The data beneath this task has to be reprinted character for character.

--- MATERIAL PROVIDED Enclosed Below ---

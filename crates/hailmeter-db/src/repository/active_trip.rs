//! # Active Trip Repository
//!
//! Single-slot storage for the trip currently on the meter.
//!
//! The row is overwritten on every flush and deleted on reset. After a process
//! restart, `load` hands back everything needed to resume metering and to
//! price the trip: the meter snapshot plus the driver-entered context.

use chrono::Utc;
use serde::{Deserialize, Serialize};
use sqlx::SqlitePool;
use tracing::debug;

use crate::error::DbResult;
use hailmeter_core::{MeterSnapshot, TripContext};

/// The persisted form of the trip in progress.
#[derive(Debug, Clone, PartialEq, Serialize, Deserialize)]
#[serde(rename_all = "camelCase")]
pub struct ActiveTrip {
    pub trip_id: String,
    pub context: TripContext,
    pub snapshot: MeterSnapshot,
}

/// Repository for the active trip slot.
#[derive(Debug, Clone)]
pub struct ActiveTripRepository {
    pool: SqlitePool,
}

impl ActiveTripRepository {
    pub fn new(pool: SqlitePool) -> Self {
        ActiveTripRepository { pool }
    }

    /// Writes `trip` into the slot, replacing whatever was there.
    pub async fn save(&self, trip: &ActiveTrip) -> DbResult<()> {
        let context = serde_json::to_string(&trip.context)?;
        let snapshot = serde_json::to_string(&trip.snapshot)?;

        debug!(
            trip_id = %trip.trip_id,
            status = %trip.snapshot.status,
            distance_m = trip.snapshot.distance_meters,
            "Saving active trip"
        );

        sqlx::query(
            r#"
            INSERT INTO active_trip (slot, trip_id, context, snapshot, updated_at)
            VALUES (1, ?1, ?2, ?3, ?4)
            ON CONFLICT(slot) DO UPDATE SET
                trip_id = excluded.trip_id,
                context = excluded.context,
                snapshot = excluded.snapshot,
                updated_at = excluded.updated_at
            "#,
        )
        .bind(&trip.trip_id)
        .bind(context)
        .bind(snapshot)
        .bind(Utc::now().to_rfc3339())
        .execute(&self.pool)
        .await?;

        Ok(())
    }

    /// Reads the slot. `None` when no trip is stored.
    pub async fn load(&self) -> DbResult<Option<ActiveTrip>> {
        let row: Option<(String, String, String)> =
            sqlx::query_as("SELECT trip_id, context, snapshot FROM active_trip WHERE slot = 1")
                .fetch_optional(&self.pool)
                .await?;

        let Some((trip_id, context, snapshot)) = row else {
            return Ok(None);
        };

        Ok(Some(ActiveTrip {
            trip_id,
            context: serde_json::from_str(&context)?,
            snapshot: serde_json::from_str(&snapshot)?,
        }))
    }

    /// Empties the slot. Returns whether a trip was stored.
    pub async fn clear(&self) -> DbResult<bool> {
        let result = sqlx::query("DELETE FROM active_trip WHERE slot = 1")
            .execute(&self.pool)
            .await?;
        Ok(result.rows_affected() > 0)
    }
}

#[cfg(test)]
mod tests {
    use super::*;
    use crate::error::DbError;
    use crate::pool::{Database, DbConfig};
    use hailmeter_core::{Coordinate, LocationSample, MeterEngine, Money, PricingConfig};

    fn running_trip(trip_id: &str) -> ActiveTrip {
        let pricing = PricingConfig::new(Money::from_cents(250), Money::from_cents(50));
        let a = Coordinate::new(40.7580, -73.9855).unwrap();
        let b = Coordinate::new(40.7590, -73.9855).unwrap();

        let mut engine = MeterEngine::new();
        engine
            .start(pricing, Some(LocationSample::new(a, 1_000)), 1_000)
            .unwrap();
        engine.location_update(LocationSample::new(b, 21_000));

        let mut context = TripContext::for_booking("bk-42");
        context.passenger_count = 3;

        ActiveTrip {
            trip_id: trip_id.to_string(),
            context,
            snapshot: engine.snapshot().clone(),
        }
    }

    #[tokio::test]
    async fn test_load_empty() {
        let db = Database::new(DbConfig::in_memory()).await.unwrap();
        assert!(db.active_trip().load().await.unwrap().is_none());
    }

    #[tokio::test]
    async fn test_save_load_roundtrip() {
        let db = Database::new(DbConfig::in_memory()).await.unwrap();
        let trip = running_trip("trip-1");

        db.active_trip().save(&trip).await.unwrap();
        let loaded = db.active_trip().load().await.unwrap().unwrap();

        assert_eq!(loaded, trip);
    }

    #[tokio::test]
    async fn test_save_overwrites_single_slot() {
        let db = Database::new(DbConfig::in_memory()).await.unwrap();
        let repo = db.active_trip();

        repo.save(&running_trip("trip-1")).await.unwrap();
        repo.save(&running_trip("trip-2")).await.unwrap();

        let loaded = repo.load().await.unwrap().unwrap();
        assert_eq!(loaded.trip_id, "trip-2");

        let rows: i64 = sqlx::query_scalar("SELECT COUNT(*) FROM active_trip")
            .fetch_one(db.pool())
            .await
            .unwrap();
        assert_eq!(rows, 1);
    }

    #[tokio::test]
    async fn test_clear() {
        let db = Database::new(DbConfig::in_memory()).await.unwrap();
        let repo = db.active_trip();

        repo.save(&running_trip("trip-1")).await.unwrap();
        assert!(repo.clear().await.unwrap());
        assert!(!repo.clear().await.unwrap());
        assert!(repo.load().await.unwrap().is_none());
    }

    #[tokio::test]
    async fn test_corrupt_snapshot_is_reported() {
        let db = Database::new(DbConfig::in_memory()).await.unwrap();
        sqlx::query(
            "INSERT INTO active_trip (slot, trip_id, context, snapshot, updated_at) \
             VALUES (1, 't', '{}', 'not json', 'now')",
        )
        .execute(db.pool())
        .await
        .unwrap();

        let err = db.active_trip().load().await.unwrap_err();
        assert!(matches!(err, DbError::Serialization(_)));
    }
}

--- End of Enclosed MATERIAL PROVIDED ---

**RESPONSE TO THE EXERCISE**
filename crates/hailmeter-db/src/repository/active_trip.rs
//! # Active Trip Repository
//!
//! Single-slot storage for the trip currently on the meter.
//!
//! The row is overwritten on every flush and deleted on reset. After a process
//! restart, `load` hands back everything needed to resume metering and to
//! price the trip: the meter snapshot plus the driver-entered context.

use chrono::Utc;
use serde::{Deserialize, Serialize};
use sqlx::SqlitePool;
use tracing::debug;

use crate::error::DbResult;
use hailmeter_core::{MeterSnapshot, TripContext};

/// The persisted form of the trip in progress.
#[derive(Debug, Clone, PartialEq, Serialize, Deserialize)]
#[serde(rename_all = "camelCase")]
pub struct ActiveTrip {
    pub trip_id: String,
    pub context: TripContext,
    pub snapshot: MeterSnapshot,
}

/// Repository for the active trip slot.
#[derive(Debug, Clone)]
pub struct ActiveTripRepository {
    pool: SqlitePool,
}

impl ActiveTripRepository {
    pub fn new(pool: SqlitePool) -> Self {
        ActiveTripRepository { pool }
    }

    /// Writes `trip` into the slot, replacing whatever was there.
    pub async fn save(&self, trip: &ActiveTrip) -> DbResult<()> {
        let context = serde_json::to_string(&trip.context)?;
        let snapshot = serde_json::to_string(&trip.snapshot)?;

        debug!(
            trip_id = %trip.trip_id,
            status = %trip.snapshot.status,
            distance_m = trip.snapshot.distance_meters,
            "Saving active trip"
        );

        sqlx::query(
            r#"
            INSERT INTO active_trip (slot, trip_id, context, snapshot, updated_at)
            VALUES (1, ?1, ?2, ?3, ?4)
            ON CONFLICT(slot) DO UPDATE SET
                trip_id = excluded.trip_id,
                context = excluded.context,
                snapshot = excluded.snapshot,
                updated_at = excluded.updated_at
            "#,
        )
        .bind(&trip.trip_id)
        .bind(context)
        .bind(snapshot)
        .bind(Utc::now().to_rfc3339())
        .execute(&self.pool)
        .await?;

        Ok(())
    }

    /// Reads the slot. `None` when no trip is stored.
    pub async fn load(&self) -> DbResult<Option<ActiveTrip>> {
        let row: Option<(String, String, String)> =
            sqlx::query_as("SELECT trip_id, context, snapshot FROM active_trip WHERE slot = 1")
                .fetch_optional(&self.pool)
                .await?;

        let Some((trip_id, context, snapshot)) = row else {
            return Ok(None);
        };

        Ok(Some(ActiveTrip {
            trip_id,
            context: serde_json::from_str(&context)?,
            snapshot: serde_json::from_str(&snapshot)?,
        }))
    }

    /// Empties the slot. Returns whether a trip was stored.
    pub async fn clear(&self) -> DbResult<bool> {
        let result = sqlx::query("DELETE FROM active_trip WHERE slot = 1")
            .execute(&self.pool)
            .await?;
        Ok(result.rows_affected() > 0)
    }
}

#[cfg(test)]
mod tests {
    use super::*;
    use crate::error::DbError;
    use crate::pool::{Database, DbConfig};
    use hailmeter_core::{Coordinate, LocationSample, MeterEngine, Money, PricingConfig};

    fn running_trip(trip_id: &str) -> ActiveTrip {
        let pricing = PricingConfig::new(Money::from_cents(250), Money::from_cents(50));
        let a = Coordinate::new(40.7580, -73.9855).unwrap();
        let b = Coordinate::new(40.7590, -73.9855).unwrap();

        let mut engine = MeterEngine::new();
        engine
            .start(pricing, Some(LocationSample::new(a, 1_000)), 1_000)
            .unwrap();
        engine.location_update(LocationSample::new(b, 21_000));

        let mut context = TripContext::for_booking("bk-42");
        context.passenger_count = 3;

        ActiveTrip {
            trip_id: trip_id.to_string(),
            context,
            snapshot: engine.snapshot().clone(),
        }
    }

    #[tokio::test]
    async fn test_load_empty() {
        let db = Database::new(DbConfig::in_memory()).await.unwrap();
        assert!(db.active_trip().load().await.unwrap().is_none());
    }

    #[tokio::test]
    async fn test_save_load_roundtrip() {
        let db = Database::new(DbConfig::in_memory()).await.unwrap();
        let trip = running_trip("trip-1");

        db.active_trip().save(&trip).await.unwrap();
        let loaded = db.active_trip().load().await.unwrap().unwrap();

        assert_eq!(loaded, trip);
    }

    #[tokio::test]
    async fn test_save_overwrites_single_slot() {
        let db = Database::new(DbConfig::in_memory()).await.unwrap();
        let repo = db.active_trip();

        repo.save(&running_trip("trip-1")).await.unwrap();
        repo.save(&running_trip("trip-2")).await.unwrap();

        let loaded = repo.load().await.unwrap().unwrap();
        assert_eq!(loaded.trip_id, "trip-2");

        let rows: i64 = sqlx::query_scalar("SELECT COUNT(*) FROM active_trip")
            .fetch_one(db.pool())
            .await
            .unwrap();
        assert_eq!(rows, 1);
    }

    #[tokio::test]
    async fn test_clear() {
        let db = Database::new(DbConfig::in_memory()).await.unwrap();
        let repo = db.active_trip();

        repo.save(&running_trip("trip-1")).await.unwrap();
        assert!(repo.clear().await.unwrap());
        assert!(!repo.clear().await.unwrap());
        assert!(repo.load().await.unwrap().is_none());
    }

    #[tokio::test]
    async fn test_corrupt_snapshot_is_reported() {
        let db = Database::new(DbConfig::in_memory()).await.unwrap();
        sqlx::query(
            "INSERT INTO active_trip (slot, trip_id, context, snapshot, updated_at) \
             VALUES (1, 't', '{}', 'not json', 'now')",
        )
        .execute(db.pool())
        .await
        .unwrap();

        let err = db.active_trip().load().await.unwrap_err();
        assert!(matches!(err, DbError::Serialization(_)));
    }
}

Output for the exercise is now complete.